Yes, I have an escape route. From my front door, it's a 3.5 mile loop around Lake Nokomis. Yes, my escape route is a loop, therefore, I do end up back at my front door. There's almost always mayhem when I leave and undoubtedly mayhem when I return.
The mayhem is a blessed package of four children including an eleven-year-old daughter, two-year-old twin sons, and a 14-month-old daughter. Of course, the mayhem does not always start and stop with the twins, however, for now they are the center of mayhem in my family. I believe they secretly plot each morning before I open their bedroom door which show it's going to be, the circus or the zoo. So, that makes me either the ringmaster or the zoo keeper. Being mom is saved for 3:30 am nights when twin 2 can't sleep and just wants to kiss me for 2 hours.
There are days like today when I need to take the show on the road.
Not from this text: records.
impl Field {
    /// Create a Field with the provided tag.
    ///
    /// * `tag` - Must have the correct byte count.
    ///
    /// # Examples
    ///
    /// ```
    /// use marctk::Field;
    ///
    /// let field: Field = match Field::new("245") {
    ///   Ok(f) => f,
    ///   Err(e) => panic!("Field::new() failed with: {}", e),
    /// };
    /// assert_eq!(field.tag(), "245");
    /// assert_eq!(field.ind1(), " ");
    /// assert_eq!(field.ind2(), " ");
    /// assert_eq!(field.subfields().len(), 0);
    /// ```
    ///
    pub fn new(tag: impl Into<String>) -> Result<Self, String> {
        let tag = tag.into();
        check_byte_count(&tag, TAG_SIZE)?;

        if tag.as_str() < "010" || tag.as_str() > "999" {
            // Of note, OCLC sometimes creates MARC records with data
            // fields using the tag "DAT".  For our purposes, the only
            // thing that really matters is the byte count (checked
            // above), so just warn for unexpected tags.
            eprintln!("Unexpected tag for data field: '{tag}'");
        }

        Ok(Field {
            tag,
            ind1: None,
            ind2: None,
            subfields: Vec::new(),
        })
    }
    /// Get the tag
    pub fn tag(&self) -> &str {
        &self.tag
    }
    /// Get the value of indicator-1, defaulting to DEFAULT_INDICATOR.
    pub fn ind1(&self) -> &str {
        self.ind1.as_deref().unwrap_or(DEFAULT_INDICATOR)
    }
    /// Get the value of indicator-2, defaulting to DEFAULT_INDICATOR.
    pub fn ind2(&self) -> &str {
        self.ind2.as_deref().unwrap_or(DEFAULT_INDICATOR)
    }
    /// Get the full list of subfields
    pub fn subfields(&self) -> &Vec<Subfield> {
        &self.subfields
    }
    /// Get a mutable list of subfields.
    pub fn subfields_mut(&mut self) -> &mut Vec<Subfield> {
        &mut self.subfields
    }

    /// Set the indicator-1 value.
    ///
    /// * `ind` - Must have the correct byte count.
    pub fn set_ind1(&mut self, ind: impl Into<String>) -> Result<(), String> {
        let ind = ind.into();
        check_byte_count(&ind, CODE_SIZE)?;
        self.ind1 = Some(ind);
        Ok(())
    }

    /// Set the indicator-2 value.
    ///
    /// * `ind` - Must have the correct byte count.
    pub fn set_ind2(&mut self, ind: impl Into<String>) -> Result<(), String> {
        let ind = ind.into();
        check_byte_count(&ind, CODE_SIZE)?;
        self.ind2 = Some(ind);
        Ok(())
    }

    /// Get a list of subfields with the provided code.
    pub fn get_subfields(&self, code: &str) -> Vec<&Subfield> {
        self.subfields.iter().filter(|f| f.code() == code).collect()
    }

    /// Get the first occurrence of the subfield with the provided code,
    /// if one is present.
    ///
    /// # Examples
    ///
    /// ```
    /// use marctk::Field;
    ///
    /// let mut field: Field =  Field::new("245").unwrap();
    /// assert!(field.first_subfield("a").is_none());
    ///
    /// field.add_subfield("a", "First one").unwrap();
    /// field.add_subfield("a", "Second one").unwrap();
    ///
    /// assert_eq!(field.first_subfield("a").unwrap().content(), "First one");
    /// ```
    pub fn first_subfield(&self, code: &str) -> Option<&Subfield> {
        self.subfields.iter().find(|f| f.code() == code)
    }

    /// Mutable variant of ['first_subfield()`].
    ///
    /// # Examples
    ///
    /// ```
    /// use marctk::Field;
    ///
    /// let mut field: Field =  Field::new("245").unwrap();
    /// assert!(field.first_subfield("a").is_none());
    ///
    /// field.add_subfield("a", "First one").unwrap();
    ///
    /// field.first_subfield_mut("a").unwrap().set_content("Other text");
    ///
    /// assert_eq!(field.first_subfield("a").unwrap().content(), "Other text");
    /// ```
    pub fn first_subfield_mut(&mut self, code: &str) -> Option<&mut Subfield> {
        self.subfields.iter_mut().find(|f| f.code() == code)
    }

    /// True if a subfield with the provided code is present.
    ///
    /// # Examples
    ///
    /// ```
    /// use marctk::Field;
    ///
    /// let mut field: Field =  Field::new("245").unwrap();
    /// assert!(!field.has_subfield("a"));
    ///
    /// field.add_subfield("a", "My title").unwrap();
    ///
    /// assert!(field.has_subfield("a"));
    /// ```
    pub fn has_subfield(&self, code: &str) -> bool {
        self.subfields.iter().any(|f| f.code() == code)
    }

    /// Get a mutable list of subfields with the provided code.
    ///
    /// # Examples
    ///
    /// ```
    /// use marctk::Field;
    ///
    /// let mut field: Field =  Field::new("245").unwrap();
    /// field.add_subfield("a", "First one").unwrap();
    /// field.add_subfield("a", "Second one").unwrap();
    ///
    /// for mut subfield in field.get_subfields_mut("a") {
    ///   subfield.set_content(subfield.content().to_uppercase());
    /// }
    ///
    /// assert_eq!(field.first_subfield("a").unwrap().content(), "FIRST ONE");
    /// ```
    pub fn get_subfields_mut(&mut self, code: &str) -> Vec<&mut Subfield> {
        self.subfields
            .iter_mut()
            .filter(|f| f.code() == code)
            .collect()
    }

    /// Adds a new Subfield to this field using the provided code and content.
    ///
    /// * `code` - Must have the correct byte count.
    pub fn add_subfield(
        &mut self,
        code: impl Into<String>,
        content: impl Into<String>,
    ) -> Result<(), String> {
        self.subfields.push(Subfield::new(code, content)?);
        Ok(())
    }

    /// Remove the first subfield with the specified code.
    ///
    /// # Examples
    ///
    /// ```
    /// use marctk::Field;
    ///
    /// let mut field: Field =  Field::new("245").unwrap();
    /// field.add_subfield("a", "First one").unwrap();
    /// field.add_subfield("a", "Second one").unwrap();
    /// assert_eq!(field.subfields().len(), 2);
    ///
    /// assert_eq!(field.remove_first_subfield("a").unwrap().content(), "First one");
    /// assert_eq!(field.subfields().len(), 1);
    /// assert_eq!(field.first_subfield("a").unwrap().content(), "Second one");
    /// ```
    pub fn remove_first_subfield(&mut self, code: &str) -> Option<Subfield> {
        if let Some(index) = self.subfields.iter().position(|s| s.code.eq(code)) {
            return Some(self.subfields.remove(index));
        }

        None
    }

    /// Remove all subfields with the specified code and returns
    /// the count of removed subfields.
    ///
    /// # Examples
    ///
    /// ```
    /// use marctk::Field;
    /// let mut field = Field::new("505").unwrap();
    /// let _ = field.add_subfield("t", "Chapter 1 /");
    /// let _ = field.add_subfield("r", "Cool author --");
    /// let _ = field.add_subfield("t", "Chapter 2.");
    /// assert_eq!(field.subfields().len(), 3);
    ///
    /// assert_eq!(field.remove_subfields("t"), 2);
    ///
    /// assert_eq!(field.subfields().len(), 1);
    /// ```
    pub fn remove_subfields(&mut self, code: &str) -> usize {
        let mut removed = 0;

        while let Some(index) = self.subfields.iter().position(|s| s.code.eq(code)) {
            self.subfields.remove(index);
            removed += 1;
        }

        removed
    }

    /// # Examples
    ///
    /// ```
    /// use marctk::Field;
    /// let field = Field::new("505").unwrap();
    /// assert!(field.matches_spec("505"));
    /// assert!(field.matches_spec("5xx"));
    /// assert!(field.matches_spec("50x"));
    /// assert!(field.matches_spec("5x5"));
    /// assert!(field.matches_spec("x05"));
    /// assert!(field.matches_spec("5XX"));
    ///
    /// assert!(!field.matches_spec("6xx"));
    /// assert!(!field.matches_spec("LDR"));
    /// assert!(!field.matches_spec("invalid spec"));
    /// ```
    pub fn matches_spec(&self, spec: &str) -> bool {
        if spec.len() != 3 {
            return false;
        };
        spec.chars()
            .zip(self.tag().chars())
            .all(|(spec_char, tag_char)| {
                spec_char.eq_ignore_ascii_case(&'x') || spec_char == tag_char
            })
    }
}
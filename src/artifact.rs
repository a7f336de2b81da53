//! Trained pipeline artifact
//!
//! The scaler and the model are persisted together as one versioned JSON
//! document. A compatibility tag (the scaler fingerprint) is embedded both in
//! the bundle and in the model, so a model can never be served with a scaler
//! it was not trained against.

use crate::error::TensioError;
use crate::model::{CortisolPredictor, ModelParameters};
use crate::scaler::ScalerState;
use crate::trainer::TrainingReport;
use crate::types::FEATURE_COUNT;
use crate::{PRODUCER_NAME, TENSIO_VERSION};
use chrono::{DateTime, Utc};
use serde::{Deserialize, Serialize};
use std::fs;
use std::io::Write;
use std::path::{Path, PathBuf};
use tracing::info;
use uuid::Uuid;

/// Current artifact format version
pub const ARTIFACT_FORMAT_VERSION: u32 = 1;

/// Default artifact file name
pub const DEFAULT_ARTIFACT_FILE: &str = "tensio_pipeline.json";

/// Producer metadata
#[derive(Debug, Clone, PartialEq, Serialize, Deserialize)]
pub struct ArtifactProducer {
    pub name: String,
    pub version: String,
}

/// Scaler and model bundled with provenance and the training report
#[derive(Debug, Clone, PartialEq, Serialize, Deserialize)]
pub struct TrainedPipeline {
    pub format_version: u32,
    pub pipeline_id: Uuid,
    pub trained_at: DateTime<Utc>,
    pub producer: ArtifactProducer,
    /// Fingerprint of `scaler`; must also match `model.scaler_fingerprint`
    pub compatibility_tag: String,
    pub scaler: ScalerState,
    pub model: ModelParameters,
    pub report: TrainingReport,
}

impl TrainedPipeline {
    /// Bundle a freshly trained scaler/model pair
    pub fn new(scaler: ScalerState, model: ModelParameters, report: TrainingReport) -> Self {
        Self {
            format_version: ARTIFACT_FORMAT_VERSION,
            pipeline_id: Uuid::new_v4(),
            trained_at: Utc::now(),
            producer: ArtifactProducer {
                name: PRODUCER_NAME.to_string(),
                version: TENSIO_VERSION.to_string(),
            },
            compatibility_tag: scaler.fingerprint(),
            scaler,
            model,
            report,
        }
    }

    /// Check format version, topology and scaler/model pairing
    pub fn verify(&self) -> Result<(), TensioError> {
        if self.format_version != ARTIFACT_FORMAT_VERSION {
            return Err(TensioError::IncompatibleArtifact(format!(
                "format version {} is not supported (expected {})",
                self.format_version, ARTIFACT_FORMAT_VERSION
            )));
        }

        self.scaler.validate()?;
        self.model.validate()?;

        let fingerprint = self.scaler.fingerprint();
        if self.compatibility_tag != fingerprint {
            return Err(TensioError::IncompatibleArtifact(
                "compatibility tag does not match the bundled scaler".into(),
            ));
        }
        if self.model.scaler_fingerprint != fingerprint {
            return Err(TensioError::IncompatibleArtifact(
                "model was trained against a different scaler".into(),
            ));
        }
        Ok(())
    }

    /// Parse and verify an artifact
    pub fn from_json(json: &str) -> Result<Self, TensioError> {
        let pipeline: Self = serde_json::from_str(json)?;
        pipeline.verify()?;
        Ok(pipeline)
    }

    pub fn to_json(&self) -> Result<String, TensioError> {
        Ok(serde_json::to_string_pretty(self)?)
    }

    /// Load and verify an artifact from disk
    pub fn load(path: &Path) -> Result<Self, TensioError> {
        let json = fs::read_to_string(path)?;
        let pipeline = Self::from_json(&json)?;
        info!(
            path = %path.display(),
            pipeline_id = %pipeline.pipeline_id,
            "loaded trained pipeline"
        );
        Ok(pipeline)
    }

    /// Persist the artifact.
    ///
    /// Writes a sibling temporary file and renames it over `path`, so readers
    /// only ever observe a complete artifact.
    pub fn save(&self, path: &Path) -> Result<(), TensioError> {
        self.verify()?;
        let json = self.to_json()?;
        let tmp = temp_path(path);

        let written = fs::File::create(&tmp).and_then(|mut file| {
            file.write_all(json.as_bytes())?;
            file.sync_all()
        });
        if let Err(e) = written.and_then(|()| fs::rename(&tmp, path)) {
            let _ = fs::remove_file(&tmp);
            return Err(e.into());
        }

        info!(
            path = %path.display(),
            pipeline_id = %self.pipeline_id,
            "saved trained pipeline"
        );
        Ok(())
    }
}

impl CortisolPredictor for TrainedPipeline {
    fn predict_raw(&self, standardized: &[f64; FEATURE_COUNT]) -> f64 {
        self.model.predict(standardized)
    }
}

fn temp_path(path: &Path) -> PathBuf {
    let name = path
        .file_name()
        .map(|n| n.to_string_lossy().into_owned())
        .unwrap_or_else(|| DEFAULT_ARTIFACT_FILE.to_string());
    path.with_file_name(format!(".{name}.tmp"))
}

#[cfg(test)]
mod tests {
    use super::*;
    use crate::config::{PipelineConfig, SynthesisConfig, TrainingConfig};
    use crate::trainer::Trainer;
    use pretty_assertions::assert_eq;

    fn quick_pipeline() -> TrainedPipeline {
        let config = PipelineConfig {
            synthesis: SynthesisConfig {
                samples: 100,
                seed: 5,
            },
            training: TrainingConfig {
                epochs: 2,
                ..Default::default()
            },
        };
        Trainer::new(config).unwrap().run().unwrap()
    }

    #[test]
    fn test_save_and_load() {
        let dir = tempfile::tempdir().unwrap();
        let path = dir.path().join(DEFAULT_ARTIFACT_FILE);
        let pipeline = quick_pipeline();

        pipeline.save(&path).unwrap();
        let loaded = TrainedPipeline::load(&path).unwrap();

        assert_eq!(loaded, pipeline);
        assert!(!temp_path(&path).exists());
    }

    #[test]
    fn test_missing_artifact_is_io_error() {
        let dir = tempfile::tempdir().unwrap();
        let err = TrainedPipeline::load(&dir.path().join("absent.json")).unwrap_err();
        assert!(matches!(err, TensioError::ArtifactIo(_)));
        assert!(err.is_configuration_error());
    }

    #[test]
    fn test_corrupt_artifact_is_json_error() {
        assert!(matches!(
            TrainedPipeline::from_json("{not json"),
            Err(TensioError::Json(_))
        ));
    }

    #[test]
    fn test_swapped_scaler_rejected() {
        let mut pipeline = quick_pipeline();
        pipeline.scaler.mean[0] += 0.25;
        pipeline.compatibility_tag = pipeline.scaler.fingerprint();

        let json = pipeline.to_json().unwrap();
        let err = TrainedPipeline::from_json(&json).unwrap_err();
        assert!(matches!(err, TensioError::IncompatibleArtifact(_)));
    }

    #[test]
    fn test_tampered_tag_rejected() {
        let mut pipeline = quick_pipeline();
        pipeline.compatibility_tag = "0".repeat(64);
        assert!(pipeline.verify().is_err());
    }

    #[test]
    fn test_future_format_rejected() {
        let mut pipeline = quick_pipeline();
        pipeline.format_version = ARTIFACT_FORMAT_VERSION + 1;
        assert!(matches!(
            pipeline.verify(),
            Err(TensioError::IncompatibleArtifact(_))
        ));
    }

    #[test]
    fn test_save_refuses_invalid_pipeline() {
        let dir = tempfile::tempdir().unwrap();
        let path = dir.path().join(DEFAULT_ARTIFACT_FILE);
        let mut pipeline = quick_pipeline();
        pipeline.model.scaler_fingerprint.clear();

        assert!(pipeline.save(&path).is_err());
        assert!(!path.exists());
    }
}
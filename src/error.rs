//! Error types for TENSIO

use thiserror::Error;

/// Errors that can occur while training, persisting or serving a pipeline.
///
/// Input values outside the documented feature ranges are not errors on the
/// default inference path; `InputDomain` is only produced by the opt-in
/// validating calls.
#[derive(Debug, Error)]
pub enum TensioError {
    #[error("Feature '{feature}' has zero variance in the fit set")]
    ZeroVariance { feature: &'static str },

    #[error("Empty dataset: {0}")]
    EmptyDataset(String),

    #[error("Invalid configuration: {0}")]
    InvalidConfig(String),

    #[error("Artifact I/O error: {0}")]
    ArtifactIo(#[from] std::io::Error),

    #[error("Invalid JSON: {0}")]
    Json(#[from] serde_json::Error),

    #[error("Incompatible artifact: {0}")]
    IncompatibleArtifact(String),

    #[error("Input '{field}' = {value} outside documented range [{min}, {max}]")]
    InputDomain {
        field: &'static str,
        value: f64,
        min: f64,
        max: f64,
    },

    #[error("Non-finite value during training: {0}")]
    NonFinite(String),
}

impl TensioError {
    /// Configuration errors abort the whole pipeline and are never retried.
    pub fn is_configuration_error(&self) -> bool {
        matches!(
            self,
            TensioError::ZeroVariance { .. }
                | TensioError::EmptyDataset(_)
                | TensioError::InvalidConfig(_)
                | TensioError::ArtifactIo(_)
                | TensioError::Json(_)
                | TensioError::IncompatibleArtifact(_)
        )
    }
}
//! Feature standardization
//!
//! This module fits and applies per-feature standardization:
//! - Mean and population standard deviation per feature, fit once on the train split
//! - `(x - mean) / std` applied identically at train and inference time
//! - A fingerprint that ties a trained model to the exact scaler it was fit with

use crate::error::TensioError;
use crate::types::{FeatureVector, FEATURE_COUNT, FEATURE_NAMES};
use serde::{Deserialize, Serialize};
use sha2::{Digest, Sha256};

/// Standard deviations below this are treated as zero variance
const MIN_STD: f64 = 1e-12;

/// Fitted per-feature statistics
#[derive(Debug, Clone, PartialEq, Serialize, Deserialize)]
pub struct ScalerState {
    /// Per-feature mean (sleep, exercise, event)
    pub mean: [f64; FEATURE_COUNT],
    /// Per-feature population standard deviation
    pub std: [f64; FEATURE_COUNT],
    /// Number of rows the statistics were computed from
    pub samples: usize,
}

/// Fits `ScalerState` from training features
pub struct FeatureScaler;

impl FeatureScaler {
    /// Compute per-feature mean and standard deviation.
    ///
    /// A feature with zero variance cannot be standardized and aborts the fit.
    pub fn fit(features: &[FeatureVector]) -> Result<ScalerState, TensioError> {
        if features.is_empty() {
            return Err(TensioError::EmptyDataset(
                "cannot fit scaler on zero rows".into(),
            ));
        }

        let n = features.len() as f64;
        let rows: Vec<[f64; FEATURE_COUNT]> = features.iter().map(|f| f.to_array()).collect();

        let mut mean = [0.0; FEATURE_COUNT];
        for row in &rows {
            for (m, x) in mean.iter_mut().zip(row) {
                *m += x;
            }
        }
        for m in &mut mean {
            *m /= n;
        }

        let mut std = [0.0; FEATURE_COUNT];
        for row in &rows {
            for ((s, x), m) in std.iter_mut().zip(row).zip(&mean) {
                *s += (x - m).powi(2);
            }
        }
        for s in &mut std {
            *s = (*s / n).sqrt();
        }

        let state = ScalerState {
            mean,
            std,
            samples: features.len(),
        };
        state.validate()?;
        Ok(state)
    }
}

impl ScalerState {
    /// Check that every feature can be standardized
    pub fn validate(&self) -> Result<(), TensioError> {
        for (i, (&m, &s)) in self.mean.iter().zip(&self.std).enumerate() {
            if !m.is_finite() || !s.is_finite() || s < MIN_STD {
                return Err(TensioError::ZeroVariance {
                    feature: FEATURE_NAMES[i],
                });
            }
        }
        Ok(())
    }

    /// Standardize one feature vector
    pub fn transform(&self, features: &FeatureVector) -> [f64; FEATURE_COUNT] {
        let mut out = features.to_array();
        for ((x, m), s) in out.iter_mut().zip(&self.mean).zip(&self.std) {
            *x = (*x - m) / s;
        }
        out
    }

    /// Standardize a batch of feature vectors
    pub fn transform_all(&self, features: &[FeatureVector]) -> Vec<[f64; FEATURE_COUNT]> {
        features.iter().map(|f| self.transform(f)).collect()
    }

    /// Hex SHA-256 over the fitted statistics.
    ///
    /// Models record the fingerprint of the scaler they were trained against.
    pub fn fingerprint(&self) -> String {
        let mut hasher = Sha256::new();
        hasher.update(b"tensio.scaler.v1");
        for v in self.mean.iter().chain(&self.std) {
            hasher.update(v.to_le_bytes());
        }
        hasher.update((self.samples as u64).to_le_bytes());
        hex::encode(hasher.finalize())
    }

    /// Load scaler state from JSON
    pub fn from_json(json: &str) -> Result<Self, TensioError> {
        let state: Self = serde_json::from_str(json)?;
        state.validate()?;
        Ok(state)
    }

    /// Serialize scaler state to JSON
    pub fn to_json(&self) -> Result<String, TensioError> {
        Ok(serde_json::to_string(self)?)
    }
}

#[cfg(test)]
mod tests {
    use super::*;
    use crate::config::SynthesisConfig;
    use crate::synth::Synthesizer;
    use proptest::prelude::*;

    fn column_stats(rows: &[[f64; FEATURE_COUNT]], col: usize) -> (f64, f64) {
        let n = rows.len() as f64;
        let mean = rows.iter().map(|r| r[col]).sum::<f64>() / n;
        let var = rows.iter().map(|r| (r[col] - mean).powi(2)).sum::<f64>() / n;
        (mean, var.sqrt())
    }

    #[test]
    fn test_fit_known_values() {
        let features = vec![
            FeatureVector::new(2.0, 0.0, -1),
            FeatureVector::new(4.0, 2.0, 1),
        ];
        let state = FeatureScaler::fit(&features).unwrap();

        assert_eq!(state.mean, [3.0, 1.0, 0.0]);
        assert_eq!(state.std, [1.0, 1.0, 1.0]);
        assert_eq!(state.transform(&features[0]), [-1.0, -1.0, -1.0]);
    }

    #[test]
    fn test_standardizes_training_set() {
        let dataset = Synthesizer::generate(&SynthesisConfig::default());
        let features = dataset.features();
        let state = FeatureScaler::fit(&features).unwrap();
        let scaled = state.transform_all(&features);

        for col in 0..FEATURE_COUNT {
            let (mean, std) = column_stats(&scaled, col);
            assert!(mean.abs() < 1e-9, "col {col} mean {mean}");
            assert!((std - 1.0).abs() < 1e-9, "col {col} std {std}");
        }
    }

    #[test]
    fn test_zero_variance_is_fatal() {
        let features = vec![
            FeatureVector::new(5.0, 0.5, 0),
            FeatureVector::new(5.0, 1.5, 2),
        ];
        let err = FeatureScaler::fit(&features).unwrap_err();
        assert!(matches!(
            err,
            TensioError::ZeroVariance {
                feature: "sleep_hours"
            }
        ));
        assert!(err.is_configuration_error());
    }

    #[test]
    fn test_empty_fit_rejected() {
        assert!(matches!(
            FeatureScaler::fit(&[]),
            Err(TensioError::EmptyDataset(_))
        ));
    }

    #[test]
    fn test_json_roundtrip_preserves_fingerprint() {
        let dataset = Synthesizer::generate(&SynthesisConfig {
            samples: 100,
            seed: 3,
        });
        let state = FeatureScaler::fit(&dataset.features()).unwrap();
        let loaded = ScalerState::from_json(&state.to_json().unwrap()).unwrap();

        assert_eq!(loaded, state);
        assert_eq!(loaded.fingerprint(), state.fingerprint());
    }

    #[test]
    fn test_corrupt_json_rejects_zero_std() {
        let json = r#"{"mean":[1.0,1.0,0.0],"std":[1.0,0.0,1.0],"samples":10}"#;
        assert!(matches!(
            ScalerState::from_json(json),
            Err(TensioError::ZeroVariance {
                feature: "exercise_hours"
            })
        ));
    }

    proptest! {
        #![proptest_config(ProptestConfig::with_cases(24))]

        #[test]
        fn prop_fit_then_transform_is_standard(seed in any::<u64>(), samples in 20usize..300) {
            let dataset = Synthesizer::generate(&SynthesisConfig { samples, seed });
            let features = dataset.features();
            // Tiny samples can occasionally draw a single event value
            if let Ok(state) = FeatureScaler::fit(&features) {
                let scaled = state.transform_all(&features);
                for col in 0..FEATURE_COUNT {
                    let (mean, std) = column_stats(&scaled, col);
                    prop_assert!(mean.abs() < 1e-8);
                    prop_assert!((std - 1.0).abs() < 1e-8);
                }
            }
        }
    }
}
I just can't contain the combustible energy within my home. Today included a trip to Target and a trip through the city. We're on day 5 of Operation No Pacifier also meaning day 5 without regular two-year-old naps. Mayhem has reached epic proportions. By the way, Operation No Pacifier resulted from a pacifier throwing fit of anger in the woods along the Mississippi River exactly 5 days ago.
In Target today, a woman who looked to be in her 50's stopped upon my spectacle of a zoo, gasped and said, "Oh my God! Twins? Boys? Good luck with that if you can survive." I've heard that way too many times for it to be clever. It's also not the most "Minnesota Nice" thing I've ever heard. Obviously, she wasn't a twin nor was she a mother, aunt, or grandmother of twins. Who knows where she received her expertise. Her comment made me feel like the zoo keeper trying to get control of the screaming monkey exhibit.
On days like this, there is a voice laced with kindness and grace within begging me not to check out. This mental voice speaks softly with a gentle countdown of hours, minutes, and seconds left until I get to hand-off the mayhem to my husband like a baton. Folks may believe I'm incredibly calm, but I promise it's really the voice of grace keeping me from becoming mother monkey.
As the mayhem grows with the day and the countdown shrinks, I'm obsessed with craving a mayhem vacuum. I absolutely must have that run where all mayhem subsides and is suspended like it's frozen just for my sake. Running doesn't mean that the mayhem goes away. In fact, when I return to it, it's livelier than ever. It's just that I get to push the pause button on myself. It's even more than the simpleness of relaxing since there are countless other things that are relaxing activities. Running is my mayhem escape.